Please set down only the lines between the line containing "Interpolation::Linear | Interpolation::Step" and the end of the records, inclusive, exactly as they stand.

Data excerpts:
+---+

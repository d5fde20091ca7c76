//! 骨骼数据结构
//!
//! 以扁平数组 + 整数索引的方式存储节点层级（arena），子节点只通过索引引用，
//! 不存在所有权环。负责局部变换与全局变换的计算。

use crate::core::error::{SkeletonError, SkeletonResult};
use glam::{Mat4, Quat, Vec3};
use std::collections::HashMap;

// ============================================================================
// 节点变换
// ============================================================================

/// 节点局部变换的来源
///
/// 矩阵形式优先；否则按 `T * R * S` 组合，缺省分量视为单位变换。
#[derive(Clone, Copy, Debug, PartialEq)]
pub enum NodeTransform {
    /// 显式 4x4 矩阵，原样使用
    Matrix(Mat4),
    /// 独立的平移 / 旋转 / 缩放
    Trs {
        translation: Option<Vec3>,
        rotation: Option<Quat>,
        scale: Option<Vec3>,
    },
}

impl Default for NodeTransform {
    fn default() -> Self {
        Self::identity()
    }
}

impl NodeTransform {
    pub fn identity() -> Self {
        Self::Trs {
            translation: None,
            rotation: None,
            scale: None,
        }
    }

    pub fn from_translation(translation: Vec3) -> Self {
        Self::Trs {
            translation: Some(translation),
            rotation: None,
            scale: None,
        }
    }

    pub fn from_trs(translation: Vec3, rotation: Quat, scale: Vec3) -> Self {
        Self::Trs {
            translation: Some(translation),
            rotation: Some(rotation),
            scale: Some(scale),
        }
    }

    /// 转换为 4x4 矩阵
    ///
    /// 缩放最先作用于几何体，其次旋转，最后平移。
    pub fn to_matrix(&self) -> Mat4 {
        match *self {
            Self::Matrix(matrix) => matrix,
            Self::Trs {
                translation,
                rotation,
                scale,
            } => {
                Mat4::from_translation(translation.unwrap_or(Vec3::ZERO))
                    * Mat4::from_quat(rotation.unwrap_or(Quat::IDENTITY))
                    * Mat4::from_scale(scale.unwrap_or(Vec3::ONE))
            }
        }
    }
}

// ============================================================================
// 骨骼节点
// ============================================================================

/// 骨骼节点
#[derive(Clone, Debug, Default)]
pub struct SkeletonNode {
    /// 节点名称
    pub name: String,
    /// 局部变换（相对于父节点）
    pub transform: NodeTransform,
    /// 子节点索引列表（按存储顺序遍历）
    pub children: Vec<usize>,
}

impl SkeletonNode {
    pub fn new(name: impl Into<String>) -> Self {
        Self {
            name: name.into(),
            transform: NodeTransform::identity(),
            children: Vec::new(),
        }
    }

    pub fn with_transform(mut self, transform: NodeTransform) -> Self {
        self.transform = transform;
        self
    }

    pub fn with_children(mut self, children: impl IntoIterator<Item = usize>) -> Self {
        self.children = children.into_iter().collect();
        self
    }
}

// ============================================================================
// 骨骼层级（Skeleton）
// ============================================================================

/// 骨骼层级
///
/// 构造时校验：子索引越界、多父节点、父链成环均视为致命的数据错误。
#[derive(Clone, Debug)]
pub struct Skeleton {
    nodes: Vec<SkeletonNode>,
    parents: Vec<Option<usize>>,
    name_to_index: HashMap<String, usize>,
}

impl Skeleton {
    /// 创建并校验骨骼层级
    pub fn new(nodes: Vec<SkeletonNode>) -> SkeletonResult<Self> {
        let len = nodes.len();
        let mut parents: Vec<Option<usize>> = vec![None; len];

        for (parent, node) in nodes.iter().enumerate() {
            for &child in &node.children {
                if child >= len {
                    return Err(SkeletonError::ChildOutOfRange { parent, child, len });
                }
                if let Some(first) = parents[child] {
                    return Err(SkeletonError::MultipleParents {
                        node: child,
                        first,
                        second: parent,
                    });
                }
                parents[child] = Some(parent);
            }
        }

        // 每个节点最多一个父节点：从所有根出发无法到达的节点必在环上
        let mut visited = vec![false; len];
        let mut stack: Vec<usize> = (0..len).filter(|&i| parents[i].is_none()).collect();
        while let Some(index) = stack.pop() {
            visited[index] = true;
            stack.extend(nodes[index].children.iter().copied());
        }
        if let Some(node) = visited.iter().position(|&v| !v) {
            return Err(SkeletonError::Cycle { node });
        }

        let name_to_index = nodes
            .iter()
            .enumerate()
            .filter(|(_, n)| !n.name.is_empty())
            .map(|(i, n)| (n.name.clone(), i))
            .collect();

        Ok(Self {
            nodes,
            parents,
            name_to_index,
        })
    }

    /// 获取节点数量
    pub fn len(&self) -> usize {
        self.nodes.len()
    }

    pub fn is_empty(&self) -> bool {
        self.nodes.is_empty()
    }

    pub fn nodes(&self) -> &[SkeletonNode] {
        &self.nodes
    }

    /// 获取节点
    pub fn node(&self, index: usize) -> SkeletonResult<&SkeletonNode> {
        self.nodes.get(index).ok_or(SkeletonError::NodeOutOfRange {
            node: index,
            len: self.nodes.len(),
        })
    }

    /// 获取父节点索引（根节点返回 None）
    pub fn parent(&self, index: usize) -> Option<usize> {
        self.parents.get(index).copied().flatten()
    }

    /// 通过名称查找节点索引
    pub fn find_node(&self, name: &str) -> Option<usize> {
        self.name_to_index.get(name).copied()
    }

    /// 所有根节点（没有父节点的节点）
    pub fn roots(&self) -> impl Iterator<Item = usize> + '_ {
        self.parents
            .iter()
            .enumerate()
            .filter(|(_, p)| p.is_none())
            .map(|(i, _)| i)
    }

    /// 计算单个节点的局部变换
    pub fn local_transform(&self, index: usize) -> SkeletonResult<Mat4> {
        Ok(self.node(index)?.transform.to_matrix())
    }

    /// 计算所有节点的局部变换（按节点索引排列）
    pub fn local_transforms(&self) -> Vec<Mat4> {
        self.nodes.iter().map(|n| n.transform.to_matrix()).collect()
    }

    /// 以深度优先顺序列出子树中的节点（包含根）
    pub fn subtree(&self, root: usize) -> SkeletonResult<Vec<usize>> {
        self.node(root)?;
        let mut order = Vec::new();
        let mut stack = vec![root];
        while let Some(index) = stack.pop() {
            order.push(index);
            stack.extend(self.nodes[index].children.iter().rev());
        }
        Ok(order)
    }

    /// 计算子树的全局变换
    ///
    /// 从 `root` 开始深度优先遍历，根节点以单位矩阵为父变换：
    /// `global = parent_global * local`。子树之外的条目保持不变。
    pub fn compute_global_transforms(
        &self,
        root: usize,
        locals: &[Mat4],
        globals: &mut [Mat4],
    ) -> SkeletonResult<()> {
        self.node(root)?;
        for buffer_len in [locals.len(), globals.len()] {
            if buffer_len != self.nodes.len() {
                return Err(SkeletonError::BufferSize {
                    expected: self.nodes.len(),
                    actual: buffer_len,
                });
            }
        }

        let mut stack = vec![(root, Mat4::IDENTITY)];
        while let Some((index, parent_global)) = stack.pop() {
            let global = parent_global * locals[index];
            globals[index] = global;
            // 逆序压栈，保证按存储顺序访问兄弟节点
            for &child in self.nodes[index].children.iter().rev() {
                stack.push((child, global));
            }
        }
        Ok(())
    }

    /// 计算子树的全局变换，返回按节点索引排列的新数组
    pub fn global_transforms(&self, root: usize, locals: &[Mat4]) -> SkeletonResult<Vec<Mat4>> {
        let mut globals = vec![Mat4::IDENTITY; self.nodes.len()];
        self.compute_global_transforms(root, locals, &mut globals)?;
        Ok(globals)
    }
}

// ============================================================================
// 测试
// ============================================================================
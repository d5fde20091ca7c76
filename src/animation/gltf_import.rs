//! GLTF 导入辅助
//!
//! 把 glTF 文档转换为骨骼、蒙皮和动画片段。文件格式本身由 `gltf` crate 解析，
//! 这里只做数据搬运。

use super::clip::{AnimationClip, ChannelProperty};
use super::keyframe::{AnimationSampler, InterpolationMode, SamplerOutput};
use super::skeleton::{NodeTransform, Skeleton, SkeletonNode};
use super::skin::Skin;
use crate::core::error::{AssetError, AssetResult};
use gltf::animation::util::ReadOutputs;
use gltf::animation::Interpolation;
use glam::{Mat4, Quat, Vec3};
use std::path::Path;

/// 导入后的模型数据
#[derive(Debug, Clone)]
pub struct ModelData {
    pub skeleton: Skeleton,
    pub skins: Vec<Skin>,
    pub clips: Vec<AnimationClip>,
}

/// 从文件导入模型
///
/// # 示例
/// ```ignore
/// let model = skyisle::animation::gltf_import::load_model("bot.gltf")?;
/// let skin = model.skins.into_iter().next().unwrap();
/// let player = SkeletonAnimationPlayer::new(model.skeleton, skin, model.clips)?;
/// ```
pub fn load_model<P: AsRef<Path>>(path: P) -> AssetResult<ModelData> {
    let path = path.as_ref();
    let (document, buffers, _images) = gltf::import(path).map_err(|e| AssetError::Import {
        path: path.display().to_string(),
        reason: e.to_string(),
    })?;

    let model = from_document(&document, &buffers)?;
    tracing::info!(
        target: "animation",
        path = %path.display(),
        nodes = model.skeleton.len(),
        skins = model.skins.len(),
        clips = model.clips.len(),
        "Loaded model"
    );
    Ok(model)
}

/// 从已解析的文档构建模型数据
pub fn from_document(
    document: &gltf::Document,
    buffers: &[gltf::buffer::Data],
) -> AssetResult<ModelData> {
    let read_buffer =
        |buffer: gltf::Buffer<'_>| buffers.get(buffer.index()).map(|data| data.0.as_slice());

    let nodes = document
        .nodes()
        .map(|node| {
            let transform = match node.transform() {
                gltf::scene::Transform::Matrix { matrix } => {
                    NodeTransform::Matrix(Mat4::from_cols_array_2d(&matrix))
                }
                gltf::scene::Transform::Decomposed {
                    translation,
                    rotation,
                    scale,
                } => NodeTransform::from_trs(
                    Vec3::from(translation),
                    Quat::from_array(rotation),
                    Vec3::from(scale),
                ),
            };
            SkeletonNode::new(node.name().unwrap_or_default())
                .with_transform(transform)
                .with_children(node.children().map(|child| child.index()))
        })
        .collect();
    let skeleton = Skeleton::new(nodes)?;

    let mut skins = Vec::new();
    for skin in document.skins() {
        let joints: Vec<usize> = skin.joints().map(|joint| joint.index()).collect();
        let inverse_bind_matrices: Vec<Mat4> =
            match skin.reader(read_buffer).read_inverse_bind_matrices() {
                Some(matrices) => matrices.map(|m| Mat4::from_cols_array_2d(&m)).collect(),
                None => vec![Mat4::IDENTITY; joints.len()],
            };
        let skin = Skin::new(joints, inverse_bind_matrices)?;
        skin.validate_against(&skeleton)?;
        skins.push(skin);
    }

    let mut clips = Vec::new();
    for (index, animation) in document.animations().enumerate() {
        let name = animation
            .name()
            .map(str::to_string)
            .unwrap_or_else(|| format!("animation_{}", index));
        let mut clip = AnimationClip::new(name);

        for channel in animation.channels() {
            let reader = channel.reader(read_buffer);
            let Some(inputs) = reader.read_inputs() else {
                log::warn!("animation {} channel has no input accessor", index);
                continue;
            };
            let input: Vec<f32> = inputs.collect();
            let interpolation = channel.sampler().interpolation();

            let (property, output) = match reader.read_outputs() {
                Some(ReadOutputs::Translations(values)) => (
                    ChannelProperty::Translation,
                    SamplerOutput::Vec3(keyframe_values(values.map(Vec3::from), interpolation)),
                ),
                Some(ReadOutputs::Rotations(values)) => (
                    ChannelProperty::Rotation,
                    SamplerOutput::Quat(keyframe_values(
                        values.into_f32().map(Quat::from_array),
                        interpolation,
                    )),
                ),
                Some(ReadOutputs::Scales(values)) => (
                    ChannelProperty::Scale,
                    SamplerOutput::Vec3(keyframe_values(values.map(Vec3::from), interpolation)),
                ),
                Some(ReadOutputs::MorphTargetWeights(_)) => {
                    log::debug!("animation {} skips a morph target channel", index);
                    continue;
                }
                None => {
                    log::warn!("animation {} channel has no output accessor", index);
                    continue;
                }
            };

            let mode = match interpolation {
                Interpolation::Step => InterpolationMode::Step,
                Interpolation::Linear | Interpolation::CubicSpline => InterpolationMode::Linear,
            };
            clip.add_track(
                channel.target().node().index(),
                property,
                AnimationSampler::new(input, output, mode),
            );
        }

        if let Err(e) = clip.validate(skeleton.len()) {
            tracing::warn!(target: "animation", clip = %clip.name, "Clip has degenerate data: {}", e);
        }
        clips.push(clip);
    }

    Ok(ModelData {
        skeleton,
        skins,
        clips,
    })
}

/// 三次样条输出每个关键帧存 (入切线, 值, 出切线)，这里只取值并退化为线性插值
fn keyframe_values<T>(values: impl Iterator<Item = T>, interpolation: Interpolation) -> Vec<T> {
    match interpolation {
        Interpolation::CubicSpline => values.skip(1).step_by(3).collect(),
        Interpolation::Linear | Interpolation::Step => values.collect(),
    }
}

+---+

Worked solution:
        Interpolation::Linear | Interpolation::Step => values.collect(),
    }
}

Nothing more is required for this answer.